Und dies unter erschwerten Corona-Bedingungen: „Bereits im März haben wir unsere Einsatztaktik geändert“, sagt Blessing. Die Maske – für die Retter ist sie obligatorisch, dazu Brille und Schutzhandschuhe. „Wir haben außerdem eine Plastikschutzhülle
dabei.“Damit, so Blessing, könnten sie eine Art mobile Isolierstation errichten, bestehe bei einem Patienten akuter Coronaverdacht. „Und wir müssen natürlich außerdem die Desinfektion organisieren.“
Auch dürften die zahlreichen Einsätze der Bergwacht nicht im Sinne der Väter und Mütter der CoronaVerordnung sein: Denn neben der Kontaktvermeidung hatten sie sich vom eingestellten Liftbetrieb auch eine Entlastung für die Klinken – also weniger Einlieferungen verunfallter Patienten – versprochen. Tatsächlich dürften sich die Einsatzzahlen aber kaum von denen in den Vorjahren unterscheiden, wenn nicht sogar steigen, schätzt Blessing. Um die 30mal rücken sie üblicherweise pro Jahr aus, allein seit Weihnachten zählt die DRK-Bergwacht Zollernalb mehr als zehn Einsätze. Darunter: verunglückte Rodler, Wanderer, Langläufer – und ein Fotograf, der für ein Foto „von der schönsten Region der Welt“, wie die Bergwacht in ihrem Bericht schreibt, auf einen Baum geklettert war – der dem Mann nicht standhielt.
„Was wir auf jeden Fall wahrnehmen, ist die gehäufte Anzahl von Rodelunfällen“, sagt Blessing. Aber auch bereits im Sommer habe die Pandemie Auswirkungen auf die Einsätze der Bergretter gehabt: Als viele das Fahrrad für sich entdeckten, habe die Bergwacht immer wieder verunglückte Radler retten müssen, vermehrt auch E-Biker.

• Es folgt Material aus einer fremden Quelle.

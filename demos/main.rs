/* klimalogg-demo: minimal host loop exercising the driver's public API --
 * starts the engine, renames a couple of sensor channels, and prints
 * observations as they arrive. */
use std::time::Duration;

use anyhow::{Context, Result};
use klimalogg_link::{Engine, EngineConfig, SensorMap, StalenessMonitor};
use tracing_subscriber::EnvFilter;

fn main() -> Result<()> {
    tracing_subscriber::fmt()
        .with_env_filter(EnvFilter::try_from_default_env().unwrap_or_else(|_| EnvFilter::new("info")))
        .init();

    let mut sensor_map = SensorMap::new();
    sensor_map
        .rename_temperature(0, "outTemp")
        .context("renaming Temp0")?;
    sensor_map
        .rename_humidity(0, "outHumidity")
        .context("renaming Humidity0")?;

    let mut engine = Engine::start(EngineConfig::default()).context("starting RF engine")?;
    let store = engine.store().clone();
    let mut staleness = StalenessMonitor::new();

    loop {
        std::thread::sleep(Duration::from_secs(10));
        staleness.poll_store(&store);

        if let Some(reading) = store.current_reading() {
            for obs in sensor_map.project(&reading) {
                println!("{}: {:?}", obs.label, obs.value);
            }
        }

        match store.connection_status() {
            klimalogg_link::ConnectionStatus::Lost { silent_for } => {
                println!("console silent for {silent_for:?}");
                engine.stop();
                break;
            }
            _ => continue,
        }
    }

    engine.join().context("joining RF thread")
}
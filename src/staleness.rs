//! No-data / no-contact logging cadence.
//!
//! Mirrored from the reference driver's packet-generator loop, which tracks
//! two independent conditions (no new weather data, no console contact) and
//! rate-limits how often each is logged so a long outage doesn't spam the
//! log once per tick.

use std::time::{Duration, Instant};

use tracing::warn;

use crate::store::{ConnectionStatus, Store};

/// Age past which a missing weather update or missing console contact is
/// worth logging.
pub const STALE_THRESHOLD: Duration = Duration::from_secs(300);
/// Minimum spacing between repeated log lines for the same condition.
pub const LOG_INTERVAL: Duration = Duration::from_secs(600);

/// Rate-limits the "no new weather data" / "no contact with console"
/// warnings a host emits on its own poll cadence. Stateless with respect to
/// the store itself -- a caller polls this once per tick alongside reading
/// `Store::observation`-style accessors.
#[derive(Debug, Default)]
pub struct StalenessMonitor {
    last_nodata_log: Option<Instant>,
    last_nocontact_log: Option<Instant>,
}

impl StalenessMonitor {
    pub fn new() -> Self {
        Self::default()
    }

    /// Checks both conditions against explicit ages. `None` means nothing
    /// has ever been seen, which counts as maximally stale.
    pub fn poll(&mut self, weather_age: Option<Duration>, contact_age: Option<Duration>) {
        if Self::is_stale(weather_age) && self.due(self.last_nodata_log) {
            match weather_age {
                Some(age) => warn!(after_secs = age.as_secs(), "no new weather data"),
                None => warn!("no new weather data"),
            }
            self.last_nodata_log = Some(Instant::now());
        }
        if Self::is_stale(contact_age) && self.due(self.last_nocontact_log) {
            match contact_age {
                Some(age) => warn!(after_secs = age.as_secs(), "no contact with console: press [USB] to sync"),
                None => warn!("no contact with console: press [USB] to sync"),
            }
            self.last_nocontact_log = Some(Instant::now());
        }
    }

    /// Convenience wrapper deriving both ages from a [`Store`] snapshot.
    pub fn poll_store(&mut self, store: &Store) {
        let contact_age = match store.connection_status() {
            ConnectionStatus::WaitingForConsole => None,
            ConnectionStatus::Connected { last_seen_age } => Some(last_seen_age),
            ConnectionStatus::Lost { silent_for } => Some(silent_for),
        };
        self.poll(store.weather_age(), contact_age);
    }

    fn is_stale(age: Option<Duration>) -> bool {
        age.is_none_or(|a| a > STALE_THRESHOLD)
    }

    fn due(&self, last_logged: Option<Instant>) -> bool {
        last_logged.is_none_or(|t| t.elapsed() > LOG_INTERVAL)
    }
}

#[cfg(test)]
mod tests {
    use super::*;

    #[test]
    fn logs_nodata_when_never_seen() {
        let mut monitor = StalenessMonitor::new();
        monitor.poll(None, Some(Duration::from_secs(1)));
        assert!(monitor.last_nodata_log.is_some());
        assert!(monitor.last_nocontact_log.is_none());
    }

    #[test]
    fn does_not_log_when_fresh() {
        let mut monitor = StalenessMonitor::new();
        monitor.poll(Some(Duration::from_secs(1)), Some(Duration::from_secs(1)));
        assert!(monitor.last_nodata_log.is_none());
        assert!(monitor.last_nocontact_log.is_none());
    }

    #[test]
    fn repeated_polls_within_log_interval_only_log_once() {
        let mut monitor = StalenessMonitor::new();
        monitor.poll(Some(Duration::from_secs(400)), None);
        let first = monitor.last_nodata_log;
        monitor.poll(Some(Duration::from_secs(401)), None);
        assert_eq!(monitor.last_nodata_log, first, "log should not repeat within the interval");
    }

    #[test]
    fn poll_store_uses_connection_status_for_contact_age() {
        let store = Store::new();
        let mut monitor = StalenessMonitor::new();
        monitor.poll_store(&store);
        assert!(monitor.last_nodata_log.is_some());
        assert!(monitor.last_nocontact_log.is_some());
    }
}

Wenn etwas passiert, stehen die Retter der Bergwacht parat. Mit ihrem Schneemobil, dem „Skidoo“, bringen sie häufig Notärzte zu Verunglückten an schwer erreichbaren Stellen und transportieren die Patienten ab, übergeben sie an Rettungswagen oder Hubschrauber. Letztere hätten teils lange Strecken zu fliegen, immer dann, wenn eine Maschine mit einer Winde benötigt würde, sagt Blessing. Insofern verwundert es nicht, dass die Bergwacht die Bemühungen von Landrat Günther-Martin Pauli, Kreisbrandmeister Stefan Hermann und dem DRK-Vorsitzenden Heiko Lebherz unterstützt
– sie kämpfen bekanntermaßen für einen eigenen Rettungshubschrauber in der Region.
Bereits sicher ist, dass die DRKBergwacht im Zollernalbkreis eine eigene Wache bekommt – auf Langenwand. Denn die derzeitigen Bedingungen sind für die ehrenamtlichen Retter alles andere als optimal: Sie sind Mieter einer Halle in Tailfingen, die sie sich unter anderem mit einem Malerbetrieb teilen. „Dort können wir nicht mal unsere Seile richtig trocknen, Helfer müssen sie nach Einsätzen mit nach Hause nehmen“, klagt Blessing. Auch eine Heizung fehle, genauso wie das Einsatzfahrzeug nicht ordentlich gereinigt werden könne.